Es importante destacar que la evaluación funcional de los problemas del consultante en TCI presupone que el consultante tiene problemas principalmente interpersonales (como ocurre en FAP). Imaginamos que la mayoría de los terapeutas estaría de acuerdo en que algunos consultantes sí tienen problemas centrados en sus repertorios interpersonales, pero la frase clave aquí es "algunos consultantes". Queremos señalar que el papel de las dificultades en el repertorio interpersonal con los consultantes se determina completamente mediante la evaluación funcional. La conceptualización del caso correspondiente incluye objetivos interpersonales, si es necesario. No todos los consultantes tienen dificultades interpersonales o necesitan TCI. En terapia conductual, nuestro objetivo es adaptar el tratamiento al consultante, no al revés. Comenzamos con los problemas del consultante y aplicamos estrategias para abordarlos; no empezamos con el tratamiento y hacemos que el consultante se adapte a ese modelo de terapia.

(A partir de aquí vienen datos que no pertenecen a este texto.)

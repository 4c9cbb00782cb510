use std::sync::Arc;

use teloxide::{prelude::*, types::Message};

use bex_core::{
    catalog::Batch,
    formatting::{escape_html, truncate_chars},
    messaging::types::{ChatId, InlineKeyboard},
};

use crate::router::AppState;

fn parse_command(text: &str) -> (String, String) {
    // Telegram may send `/cmd@botname arg1 ...`
    let mut parts = text.trim().splitn(2, char::is_whitespace);
    let first = parts.next().unwrap_or("").trim();
    let rest = parts.next().unwrap_or("").trim().to_string();

    let cmd = first
        .trim_start_matches('/')
        .split('@')
        .next()
        .unwrap_or("")
        .to_lowercase();

    (cmd, rest)
}

/// One row per batch, labelled `<name> - ₹<price>`, plus a cancel row.
fn batch_keyboard(batches: &[Batch], list_limit: usize, label_max: usize) -> InlineKeyboard {
    let mut keyboard = InlineKeyboard::default();
    for batch in batches.iter().take(list_limit) {
        let name = truncate_chars(&batch.name, label_max);
        keyboard.push(
            format!("{name} - ₹{}", batch.price),
            format!("batch_{}", batch.id),
        );
    }
    keyboard.push("❌ Cancel", "cancel");
    keyboard
}

pub async fn handle_command(msg: Message, state: Arc<AppState>) -> ResponseResult<()> {
    let Some(text) = msg.text() else {
        return Ok(());
    };
    let chat_id = ChatId(msg.chat.id.0);
    let (cmd, _arg) = parse_command(text);

    match cmd.as_str() {
        "start" => {
            let first_name = msg
                .from()
                .map(|u| u.first_name.clone())
                .unwrap_or_else(|| "there".to_string());

            let body = format!(
                "👋 Hello {}!\n\n\
Welcome to <b>Batch Link Extractor Bot</b>\n\n\
Use /batches to see available batches\n\
Use /help for more information",
                escape_html(&first_name)
            );
            let _ = state.messenger.send_html(chat_id, &body).await;
        }

        "help" => {
            let body = "📚 <b>Available Commands:</b>\n\n\
/batches - Show all available batches\n\
/status - Check bot status\n\
/help - Show this help message\n\n\
⚙️ <b>How to use:</b>\n\
1. Use /batches to see all batches\n\
2. Tap a batch button\n\
3. The bot extracts all links\n\
4. Download the text file with all links\n\n\
🔗 <b>The bot extracts:</b>\n\
• Video links (720p preferred, then 480p/360p/240p)\n\
• PDF lecture materials\n\
• Study materials";
            let _ = state.messenger.send_html(chat_id, body).await;
        }

        "batches" => {
            let _ = state
                .messenger
                .send_html(chat_id, "📦 Fetching batches... Please wait...")
                .await;

            let batches = state.api.list_batches().await;
            if batches.is_empty() {
                let _ = state.messenger.send_html(chat_id, "❌ No batches found!").await;
                return Ok(());
            }

            let keyboard = batch_keyboard(
                &batches,
                state.cfg.batch_list_limit,
                state.cfg.button_label_max_length,
            );
            let text = format!(
                "📚 <b>Available Batches ({})</b>\nClick on a batch to extract links:",
                batches.len()
            );
            let _ = state
                .messenger
                .send_inline_keyboard(chat_id, &text, keyboard)
                .await;
        }

        "status" => {
            let body = format!(
                "✅ Bot is running!\n\
🔗 Catalog: <code>{}</code>\n\
📊 Use /batches to start",
                escape_html(&state.cfg.api_base_url)
            );
            let _ = state.messenger.send_html(chat_id, &body).await;
        }

        _ => {
            let _ = state
                .messenger
                .send_html(chat_id, "Unknown command. Use /help to see available commands.")
                .await;
        }
    }

    Ok(())
}

#[cfg(test)]
mod tests {
    use super::*;

    #[test]
    fn parse_command_strips_slash_and_bot_mention() {
        assert_eq!(parse_command("/batches"), ("batches".to_string(), "".to_string()));
        assert_eq!(
            parse_command("/start@bex_bot hello"),
            ("start".to_string(), "hello".to_string())
        );
        assert_eq!(parse_command("  /HELP  "), ("help".to_string(), "".to_string()));
    }

    fn sample_batches(n: usize) -> Vec<Batch> {
        (0..n)
            .map(|i| {
                serde_json::from_value(serde_json::json!({
                    "batchId": format!("id{i}"),
                    "batchName": format!("Batch {i}"),
                    "discountPrice": 100 + i,
                }))
                .unwrap()
            })
            .collect()
    }

    #[test]
    fn keyboard_has_one_row_per_batch_plus_cancel() {
        let keyboard = batch_keyboard(&sample_batches(3), 30, 25);
        assert_eq!(keyboard.len(), 4);
        assert_eq!(keyboard.buttons[0].label, "Batch 0 - ₹100");
        assert_eq!(keyboard.buttons[0].callback_data, "batch_id0");
        assert_eq!(keyboard.buttons[3].callback_data, "cancel");
    }

    #[test]
    fn keyboard_caps_the_batch_list() {
        let keyboard = batch_keyboard(&sample_batches(40), 30, 25);
        assert_eq!(keyboard.len(), 31);
    }

    #[test]
    fn keyboard_truncates_long_names() {
        let batches: Vec<Batch> = vec![serde_json::from_value(serde_json::json!({
            "batchId": "x",
            "batchName": "A very long batch name that keeps going",
            "discountPrice": "N/A",
        }))
        .unwrap()];

        let keyboard = batch_keyboard(&batches, 30, 10);
        assert_eq!(keyboard.buttons[0].label, "A very lon... - ₹N/A");
    }
}
//! Pure List Operations
//!
//! Everything here is side-effect free: a mutation takes the current list
//! and returns the next one, so callers can keep the previous value as a
//! rollback snapshot.

use crate::domain::Translation;
use super::item::{ItemId, PositionUpdate, RankedItem};

/// A user intent against a ranked list
#[derive(Debug, Clone, Copy, PartialEq, Eq)]
pub enum Mutation {
    /// Drag `item` and drop it onto `onto`
    Move { item: ItemId, onto: ItemId },
    /// Make `item` the preferred entry
    Promote(ItemId),
}

impl Mutation {
    pub fn item(&self) -> ItemId {
        match self {
            Mutation::Move { item, .. } => *item,
            Mutation::Promote(item) => *item,
        }
    }
}

pub fn index_of(items: &[RankedItem], id: ItemId) -> Option<usize> {
    items.iter().position(|item| item.id == id)
}

/// Resolve a mutation to `(from, to)` indices, or `None` when it is a no-op
pub fn resolve(items: &[RankedItem], mutation: &Mutation) -> Option<(usize, usize)> {
    match *mutation {
        Mutation::Move { item, onto } => {
            if item == onto {
                return None;
            }
            let from = index_of(items, item)?;
            let to = index_of(items, onto)?;
            Some((from, to))
        }
        Mutation::Promote(item) => {
            let from = index_of(items, item)?;
            if from == 0 {
                return None;
            }
            Some((from, 0))
        }
    }
}

/// Single-item move: remove at `from`, reinsert at `to`
pub fn move_item<T>(items: &mut Vec<T>, from: usize, to: usize) {
    if from == to || from >= items.len() || to >= items.len() {
        return;
    }
    let item = items.remove(from);
    items.insert(to, item);
}

/// Positions become the index; only index 0 is preferred
pub fn reindex(items: &mut [RankedItem]) {
    for (index, item) in items.iter_mut().enumerate() {
        item.position = Some(index as u32);
        item.is_preferred = index == 0;
    }
}

/// Apply a mutation, returning the reindexed list, or `None` for a no-op
pub fn apply_mutation(items: &[RankedItem], mutation: &Mutation) -> Option<Vec<RankedItem>> {
    let (from, to) = resolve(items, mutation)?;
    let mut next = items.to_vec();
    move_item(&mut next, from, to);
    reindex(&mut next);
    Some(next)
}

/// One write per stored item, computed from a single snapshot
pub fn position_updates(items: &[RankedItem]) -> Vec<PositionUpdate> {
    items
        .iter()
        .enumerate()
        .filter_map(|(index, item)| {
            item.id.stored().map(|id| PositionUpdate {
                id,
                position: index as i32,
                preferred: index == 0,
            })
        })
        .collect()
}

/// Fetch-time ordering key
///
/// Rows without a persisted order fall back to their id as the order value,
/// and ties are broken by id. Given `{id:5,order:null}, {id:1,order:2},
/// {id:3,order:0}` the keys are `5, 2, 0`, so the result is `[3, 1, 5]`.
fn order_key(row: &Translation) -> (i64, i64) {
    let order = row.sort_order.map(i64::from).unwrap_or(row.id);
    (order, row.id)
}

pub fn sort_translations(rows: &mut [Translation]) {
    rows.sort_by_key(order_key);
}

/// Sort fetched rows and derive display ranks
pub fn from_translations(mut rows: Vec<Translation>) -> Vec<RankedItem> {
    sort_translations(&mut rows);
    let mut items: Vec<RankedItem> = rows
        .into_iter()
        .map(|row| RankedItem {
            id: ItemId::Stored(row.id),
            text: row.text,
            usage: row.usage,
            position: None,
            is_preferred: false,
        })
        .collect();
    reindex(&mut items);
    items
}

/// True when sorted rows carry orders or flags that disagree with their
/// normalized rank (legacy rows, gaps after deletes, stray preferred flags)
pub fn needs_repair(rows: &[Translation]) -> bool {
    let mut sorted = rows.to_vec();
    sort_translations(&mut sorted);
    sorted.iter().enumerate().any(|(index, row)| {
        row.sort_order != Some(index as i32) || row.preferred() != (index == 0)
    })
}

/// Split comma-separated user input into trimmed, non-empty entries
pub fn split_entries(raw: &str) -> Vec<String> {
    raw.split(',')
        .map(str::trim)
        .filter(|s| !s.is_empty())
        .map(str::to_string)
        .collect()
}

ACT, FAP, DBT e TCI pueden coexistir como enfoques para abordar tipos específicos de problemas de consultantes, pero los terapeutas deben ser explícitos sobre cómo comprenden esos objetivos de comportamiento y cuál será el mecanismo de cambio para aliviar el sufrimiento identificado.

Conclusión

Mantener el enfoque conductual puede brindar precisión a nuestro trabajo clínico mientras mantenemos un programa claro de investigación para estudiar problemas y tratamientos conductuales complejos. Estudiar estos procesos nos permite seguir desarrollando mejores prácticas respaldadas empíricamente y basadas en principios. Los terapeutas conductuales pueden encontrarse practicando una variedad de estrategias conductuales basadas en los problemas que los consultantes llevan a la terapia, según lo definido en una evaluación funcional. De esta manera, no somos terapeutas de una marca de terapia u otra, sino terapeutas conductuales que utilizan una variedad de procesos de cambio demostrados al servicio de nuestros consultantes.

Aunque FAP comenzó como un método compasivo y reflexivo para analizar problemas de comportamiento interpersonal complejos, TCI representa una re-configuración de esas ideas y un paso hacia mantener ese enfoque analítico del comportamiento.